Open itewqq opened this issue 2 years ago • 6 comments

Hi there,

I have noted the following discussion here: https://github.com/microsoft/EconML/issues/589

What I'm curious about is, in a real scenario, for some FEATURES, I can't know which ones have an effect on T and which ones don't, so how how to use EconML under such situation?

Also, if I set all the FEATURES to X, will it have any bad effect on the final result?

Thanks!

itewqq avatar Jul 20 '22 08:07 itewqq

Regarding bad effect on final result, if you cant distinguish W and X, which I assume are the sufficient adjustment set and set of all features, then you going to have an incorrect causal estimation. For my understanding how you go from all set of features X -> to specific set of features W is by domain knowledge understanding.

My question would be why do we even specify X if we are specifying W.

salman-moh avatar Jul 25 '22 06:07 salman-moh

W and X should both be things that affect T and Y, the difference is that things in X are allowed to also affect the strength of the relationship between T and Y. In general, if you don't know whether something might affect that relationship or not, it's probably safer to default to including it in X rather than in W. However, the downside of this is that this makes the treatment effect estimation problem harder, so you should expect to get wider confidence intervals on the effect estimate even if it turns out that that particular feature does not affect the strength of the relationship.

kbattocchi avatar Jul 26 '22 00:07 kbattocchi

so then are X and W together all just confounder variables?

salman-moh avatar Jul 26 '22 11:07 salman-moh

Yes, exactly. And for techniques like Double ML, we concatenate X and W together for fitting our first stage models, but then we only featurize and interact X with the T residuals when fitting the second stage model.

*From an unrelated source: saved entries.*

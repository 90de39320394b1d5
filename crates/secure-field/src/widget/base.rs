//! Widget base implementation.
//!
//! `WidgetBase` holds the state every widget shares: identity, geometry,
//! interaction flags, and the dirty bits a host reads to schedule layout
//! and repaint.

use secure_field_core::{ObjectId, Signal};
use secure_field_render::{Point, Rect, Size};

use super::cursor::CursorShape;

/// The base implementation for all widgets.
///
/// Widget implementations include this as a field and delegate common
/// operations to it.
///
/// # Example
///
/// ```
/// use secure_field::widget::WidgetBase;
/// use secure_field_render::Rect;
///
/// let mut base = WidgetBase::new();
/// base.set_geometry(Rect::new(0.0, 0.0, 24.0, 24.0));
/// assert!(base.needs_repaint());
/// ```
pub struct WidgetBase {
    id: ObjectId,

    /// The widget's geometry (position relative to parent and size).
    geometry: Rect,

    visible: bool,
    enabled: bool,

    /// Whether the widget can receive keyboard focus.
    focusable: bool,
    focused: bool,

    /// Whether the mouse is currently over this widget.
    hovered: bool,

    /// Whether the primary mouse button went down inside this widget.
    pressed: bool,

    cursor: CursorShape,
    tool_tip: Option<String>,

    needs_repaint: bool,
    needs_layout: bool,

    /// Signal emitted when the geometry changes.
    pub geometry_changed: Signal<Rect>,

    /// Signal emitted when enabled state changes.
    pub enabled_changed: Signal<bool>,
}

impl Default for WidgetBase {
    fn default() -> Self {
        Self::new()
    }
}

impl WidgetBase {
    /// Create a new widget base with a fresh object ID.
    pub fn new() -> Self {
        Self {
            id: ObjectId::next(),
            geometry: Rect::ZERO,
            visible: true,
            enabled: true,
            focusable: false,
            focused: false,
            hovered: false,
            pressed: false,
            cursor: CursorShape::Arrow,
            tool_tip: None,
            needs_repaint: true,
            needs_layout: true,
            geometry_changed: Signal::new(),
            enabled_changed: Signal::new(),
        }
    }

    /// Get the widget's unique object ID.
    #[inline]
    pub fn object_id(&self) -> ObjectId {
        self.id
    }

    // =========================================================================
    // Geometry
    // =========================================================================

    /// Get the widget's geometry (position and size).
    #[inline]
    pub fn geometry(&self) -> Rect {
        self.geometry
    }

    /// Set the widget's geometry.
    ///
    /// This will emit `geometry_changed` if the geometry actually changed.
    pub fn set_geometry(&mut self, rect: Rect) {
        if self.geometry != rect {
            self.geometry = rect;
            self.needs_repaint = true;
            self.needs_layout = true;
            self.geometry_changed.emit(rect);
        }
    }

    /// Get the widget's position relative to its parent.
    #[inline]
    pub fn pos(&self) -> Point {
        self.geometry.origin
    }

    /// Get the widget's size.
    #[inline]
    pub fn size(&self) -> Size {
        self.geometry.size
    }

    /// The widget's bounds in its own coordinates (origin at 0,0).
    #[inline]
    pub fn rect(&self) -> Rect {
        Rect::new(0.0, 0.0, self.geometry.width(), self.geometry.height())
    }

    /// Check if a point in local coordinates is inside the widget.
    pub fn contains_point(&self, point: Point) -> bool {
        self.rect().contains(point)
    }

    // =========================================================================
    // State Flags
    // =========================================================================

    pub fn is_visible(&self) -> bool {
        self.visible
    }

    pub fn set_visible(&mut self, visible: bool) {
        if self.visible != visible {
            self.visible = visible;
            self.update();
        }
    }

    pub fn is_enabled(&self) -> bool {
        self.enabled
    }

    /// Set the enabled state, emitting `enabled_changed` on change.
    pub fn set_enabled(&mut self, enabled: bool) {
        if self.enabled != enabled {
            self.enabled = enabled;
            if !enabled {
                self.pressed = false;
            }
            self.update();
            self.enabled_changed.emit(enabled);
        }
    }

    /// Whether the widget currently reacts to input.
    ///
    /// A widget that is hidden or disabled does not.
    pub fn is_effectively_enabled(&self) -> bool {
        self.enabled && self.visible
    }

    pub fn is_focusable(&self) -> bool {
        self.focusable
    }

    pub fn set_focusable(&mut self, focusable: bool) {
        self.focusable = focusable;
    }

    pub fn has_focus(&self) -> bool {
        self.focused
    }

    pub fn set_focused(&mut self, focused: bool) {
        if self.focused != focused {
            self.focused = focused;
            self.update();
        }
    }

    pub fn is_hovered(&self) -> bool {
        self.hovered
    }

    /// Returns `true` if the flag changed.
    pub fn set_hovered(&mut self, hovered: bool) -> bool {
        if self.hovered != hovered {
            self.hovered = hovered;
            self.update();
            true
        } else {
            false
        }
    }

    pub fn is_pressed(&self) -> bool {
        self.pressed
    }

    pub fn set_pressed(&mut self, pressed: bool) {
        if self.pressed != pressed {
            self.pressed = pressed;
            self.update();
        }
    }

    // =========================================================================
    // Cursor & Tooltip
    // =========================================================================

    pub fn cursor(&self) -> CursorShape {
        self.cursor
    }

    pub fn set_cursor(&mut self, cursor: CursorShape) {
        self.cursor = cursor;
    }

    pub fn tool_tip(&self) -> Option<&str> {
        self.tool_tip.as_deref()
    }

    pub fn set_tool_tip(&mut self, tool_tip: Option<String>) {
        self.tool_tip = tool_tip;
    }

    // =========================================================================
    // Invalidation
    // =========================================================================

    /// Schedule a repaint.
    pub fn update(&mut self) {
        self.needs_repaint = true;
    }

    pub fn needs_repaint(&self) -> bool {
        self.needs_repaint
    }

    /// Called by the host once the widget has been painted.
    pub fn clear_repaint(&mut self) {
        self.needs_repaint = false;
    }

    /// Mark the widget's internal layout as stale.
    pub fn invalidate_layout(&mut self) {
        self.needs_layout = true;
        self.needs_repaint = true;
    }

    pub fn needs_layout(&self) -> bool {
        self.needs_layout
    }

    pub fn clear_layout(&mut self) {
        self.needs_layout = false;
    }
}
//! Size hints and direction-dependent geometry.

use secure_field_render::Size;
use serde::{Deserialize, Serialize};

/// Size preferences reported by a widget to its host layout.
#[derive(Debug, Clone, Copy, PartialEq)]
pub struct SizeHint {
    /// The preferred size for the widget to display optimally.
    pub preferred: Size,
    /// The minimum acceptable size, if any.
    pub minimum: Option<Size>,
    /// The maximum size, if any.
    pub maximum: Option<Size>,
}

impl Default for SizeHint {
    fn default() -> Self {
        Self::new(Size::ZERO)
    }
}

impl SizeHint {
    /// Create a new size hint with the specified preferred size.
    pub fn new(preferred: Size) -> Self {
        Self {
            preferred,
            minimum: None,
            maximum: None,
        }
    }

    /// Create a size hint with explicit width and height.
    pub fn from_dimensions(width: f32, height: f32) -> Self {
        Self::new(Size::new(width, height))
    }

    /// Create a fixed size hint (preferred = minimum = maximum).
    pub fn fixed(size: Size) -> Self {
        Self {
            preferred: size,
            minimum: Some(size),
            maximum: Some(size),
        }
    }

    /// Set the minimum size.
    pub fn with_minimum(mut self, minimum: Size) -> Self {
        self.minimum = Some(minimum);
        self
    }

    /// Set the minimum size from dimensions.
    pub fn with_minimum_dimensions(self, width: f32, height: f32) -> Self {
        self.with_minimum(Size::new(width, height))
    }

    /// Whether preferred, minimum and maximum are all equal.
    pub fn is_fixed(&self) -> bool {
        self.minimum == Some(self.preferred) && self.maximum == Some(self.preferred)
    }
}

/// Writing direction of the field's content.
#[derive(Debug, Clone, Copy, PartialEq, Eq, Hash, Default, Serialize, Deserialize)]
#[serde(rename_all = "snake_case")]
pub enum LayoutDirection {
    #[default]
    LeftToRight,
    RightToLeft,
}

impl LayoutDirection {
    pub fn is_right_to_left(self) -> bool {
        self == Self::RightToLeft
    }
}

/// Horizontal placement of text inside its frame.
#[derive(Debug, Clone, Copy, PartialEq, Eq, Hash, Default, Serialize, Deserialize)]
#[serde(rename_all = "snake_case")]
pub enum TextAlignment {
    Left,
    Center,
    Right,
    /// Left in left-to-right layouts, right in right-to-left layouts.
    #[default]
    Natural,
}

impl TextAlignment {
    /// Resolve `Natural` against a layout direction.
    pub fn resolve(self, direction: LayoutDirection) -> Self {
        match (self, direction) {
            (Self::Natural, LayoutDirection::LeftToRight) => Self::Left,
            (Self::Natural, LayoutDirection::RightToLeft) => Self::Right,
            (other, _) => other,
        }
    }
}
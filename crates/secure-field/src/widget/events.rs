//! Widget input events.
//!
//! Pointer events carry positions in the receiving widget's local
//! coordinates. A container that forwards an event to a child is responsible
//! for mapping the position into the child's space first.

use secure_field_render::Point;

/// Keyboard modifiers that may be held during input events.
#[derive(Debug, Clone, Copy, PartialEq, Eq, Default, Hash)]
pub struct KeyboardModifiers {
    /// The Shift key is held.
    pub shift: bool,
    /// The Control key is held.
    pub control: bool,
    /// The Alt key is held (Option on macOS).
    pub alt: bool,
    /// The Meta/Super key is held (Cmd on macOS).
    pub meta: bool,
}

impl KeyboardModifiers {
    /// No modifiers pressed.
    pub const NONE: Self = Self {
        shift: false,
        control: false,
        alt: false,
        meta: false,
    };

    /// Whether a command-style modifier (Control or Meta) is held.
    pub fn has_command(&self) -> bool {
        self.control || self.meta
    }
}

/// Mouse buttons.
#[derive(Debug, Clone, Copy, PartialEq, Eq, Hash)]
pub enum MouseButton {
    /// Primary button (usually left).
    Left,
    /// Secondary button (usually right).
    Right,
    /// Middle button (scroll wheel click).
    Middle,
}

/// Common data for all widget events.
#[derive(Debug, Clone, Copy, Default)]
pub struct EventBase {
    accepted: bool,
}

impl EventBase {
    /// Create a new event base.
    pub fn new() -> Self {
        Self { accepted: false }
    }

    /// Check if the event has been accepted.
    pub fn is_accepted(&self) -> bool {
        self.accepted
    }

    /// Accept the event, preventing further propagation.
    pub fn accept(&mut self) {
        self.accepted = true;
    }

    /// Ignore the event, allowing further propagation.
    pub fn ignore(&mut self) {
        self.accepted = false;
    }
}

/// Mouse press event.
#[derive(Debug, Clone, Copy)]
pub struct MousePressEvent {
    pub base: EventBase,
    /// The button that was pressed.
    pub button: MouseButton,
    /// Position in widget-local coordinates.
    pub local_pos: Point,
    /// Keyboard modifiers held during the event.
    pub modifiers: KeyboardModifiers,
}

impl MousePressEvent {
    pub fn new(button: MouseButton, local_pos: Point, modifiers: KeyboardModifiers) -> Self {
        Self {
            base: EventBase::new(),
            button,
            local_pos,
            modifiers,
        }
    }
}

/// Mouse release event.
#[derive(Debug, Clone, Copy)]
pub struct MouseReleaseEvent {
    pub base: EventBase,
    /// The button that was released.
    pub button: MouseButton,
    /// Position in widget-local coordinates.
    pub local_pos: Point,
    /// Keyboard modifiers held during the event.
    pub modifiers: KeyboardModifiers,
}

impl MouseReleaseEvent {
    pub fn new(button: MouseButton, local_pos: Point, modifiers: KeyboardModifiers) -> Self {
        Self {
            base: EventBase::new(),
            button,
            local_pos,
            modifiers,
        }
    }
}

/// Mouse move event.
#[derive(Debug, Clone, Copy)]
pub struct MouseMoveEvent {
    pub base: EventBase,
    /// Position in widget-local coordinates.
    pub local_pos: Point,
    /// Keyboard modifiers held during the event.
    pub modifiers: KeyboardModifiers,
}

impl MouseMoveEvent {
    pub fn new(local_pos: Point, modifiers: KeyboardModifiers) -> Self {
        Self {
            base: EventBase::new(),
            local_pos,
            modifiers,
        }
    }
}

/// Enter event, sent when the mouse enters the widget area.
#[derive(Debug, Clone, Copy)]
pub struct EnterEvent {
    pub base: EventBase,
    /// The position where the mouse entered.
    pub local_pos: Point,
}

impl EnterEvent {
    pub fn new(local_pos: Point) -> Self {
        Self {
            base: EventBase::new(),
            local_pos,
        }
    }
}

/// Leave event, sent when the mouse leaves the widget area.
#[derive(Debug, Clone, Copy, Default)]
pub struct LeaveEvent {
    pub base: EventBase,
}

impl LeaveEvent {
    pub fn new() -> Self {
        Self::default()
    }
}

/// Reason for focus change.
#[derive(Debug, Clone, Copy, PartialEq, Eq, Default)]
pub enum FocusReason {
    /// Focus changed due to mouse click.
    Mouse,
    /// Focus changed due to Tab key.
    Tab,
    /// Focus changed due to Shift+Tab (backtab).
    Backtab,
    /// Focus changed programmatically.
    #[default]
    Other,
}

/// Focus in event, sent when the widget gains keyboard focus.
#[derive(Debug, Clone, Copy)]
pub struct FocusInEvent {
    pub base: EventBase,
    pub reason: FocusReason,
}

impl FocusInEvent {
    pub fn new(reason: FocusReason) -> Self {
        Self {
            base: EventBase::new(),
            reason,
        }
    }
}

/// Focus out event, sent when the widget loses keyboard focus.
#[derive(Debug, Clone, Copy)]
pub struct FocusOutEvent {
    pub base: EventBase,
    pub reason: FocusReason,
}

impl FocusOutEvent {
    pub fn new(reason: FocusReason) -> Self {
        Self {
            base: EventBase::new(),
            reason,
        }
    }
}

/// Keys a text field reacts to.
///
/// Printable input arrives through [`KeyPressEvent::text`]; only keys with
/// editing meaning of their own are named here.
#[derive(Debug, Clone, Copy, PartialEq, Eq, Hash)]
pub enum Key {
    Backspace,
    Delete,
    Enter,
    Escape,
    Tab,
    ArrowLeft,
    ArrowRight,
    Home,
    End,
    Space,
    /// Any key producing text, or one the field does not handle.
    Other,
}

/// Key press event, sent when a key is pressed.
#[derive(Debug, Clone)]
pub struct KeyPressEvent {
    pub base: EventBase,
    /// The key that was pressed.
    pub key: Key,
    /// Keyboard modifiers held during the event.
    pub modifiers: KeyboardModifiers,
    /// The text input from this key press, empty for non-printable keys.
    pub text: String,
}

impl KeyPressEvent {
    pub fn new(key: Key, modifiers: KeyboardModifiers, text: impl Into<String>) -> Self {
        Self {
            base: EventBase::new(),
            key,
            modifiers,
            text: text.into(),
        }
    }

    /// A plain character key press producing `text`.
    pub fn text(text: impl Into<String>) -> Self {
        Self::new(Key::Other, KeyboardModifiers::NONE, text)
    }
}

/// Events delivered to widgets through [`Widget::event`](super::Widget::event).
#[derive(Debug, Clone)]
pub enum WidgetEvent {
    MousePress(MousePressEvent),
    MouseRelease(MouseReleaseEvent),
    MouseMove(MouseMoveEvent),
    Enter(EnterEvent),
    Leave(LeaveEvent),
    FocusIn(FocusInEvent),
    FocusOut(FocusOutEvent),
    KeyPress(KeyPressEvent),
}

impl WidgetEvent {
    fn base(&self) -> &EventBase {
        match self {
            Self::MousePress(e) => &e.base,
            Self::MouseRelease(e) => &e.base,
            Self::MouseMove(e) => &e.base,
            Self::Enter(e) => &e.base,
            Self::Leave(e) => &e.base,
            Self::FocusIn(e) => &e.base,
            Self::FocusOut(e) => &e.base,
            Self::KeyPress(e) => &e.base,
        }
    }

    fn base_mut(&mut self) -> &mut EventBase {
        match self {
            Self::MousePress(e) => &mut e.base,
            Self::MouseRelease(e) => &mut e.base,
            Self::MouseMove(e) => &mut e.base,
            Self::Enter(e) => &mut e.base,
            Self::Leave(e) => &mut e.base,
            Self::FocusIn(e) => &mut e.base,
            Self::FocusOut(e) => &mut e.base,
            Self::KeyPress(e) => &mut e.base,
        }
    }

    /// Check if the event has been accepted.
    pub fn is_accepted(&self) -> bool {
        self.base().is_accepted()
    }

    /// Accept the event.
    pub fn accept(&mut self) {
        self.base_mut().accept();
    }

    /// Ignore the event.
    pub fn ignore(&mut self) {
        self.base_mut().ignore();
    }

    /// The pointer position for pointer events.
    pub fn local_pos(&self) -> Option<Point> {
        match self {
            Self::MousePress(e) => Some(e.local_pos),
            Self::MouseRelease(e) => Some(e.local_pos),
            Self::MouseMove(e) => Some(e.local_pos),
            Self::Enter(e) => Some(e.local_pos),
            _ => None,
        }
    }

    /// A copy of a pointer event with its position shifted by `(-dx, -dy)`.
    ///
    /// Non-pointer events are returned unchanged.
    pub fn mapped_into(&self, dx: f32, dy: f32) -> Self {
        let map = |p: Point| Point::new(p.x - dx, p.y - dy);
        let mut event = self.clone();
        match &mut event {
            Self::MousePress(e) => e.local_pos = map(e.local_pos),
            Self::MouseRelease(e) => e.local_pos = map(e.local_pos),
            Self::MouseMove(e) => e.local_pos = map(e.local_pos),
            Self::Enter(e) => e.local_pos = map(e.local_pos),
            _ => {}
        }
        event
    }
}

kbattocchi avatar Jul 26 '22 12:07 kbattocchi

What if a feature do not direct affect Y and T, but it affect the strength of the relationship between T and Y. Should I add it to X?

justforsoy avatar May 18 '23 09:05 justforsoy

@justforsoy If it affects the relationship between T and Y, then I think it must inherently affect Y as a result of this relationship (i.e. most of our estimators assume the structural model Y=theta(X)*T+..., so Y does vary based on X even if X does not appear in the remainder of the expression).

But to directly answer your question, yes, a variable should go into X if it affects the strength of the relationship.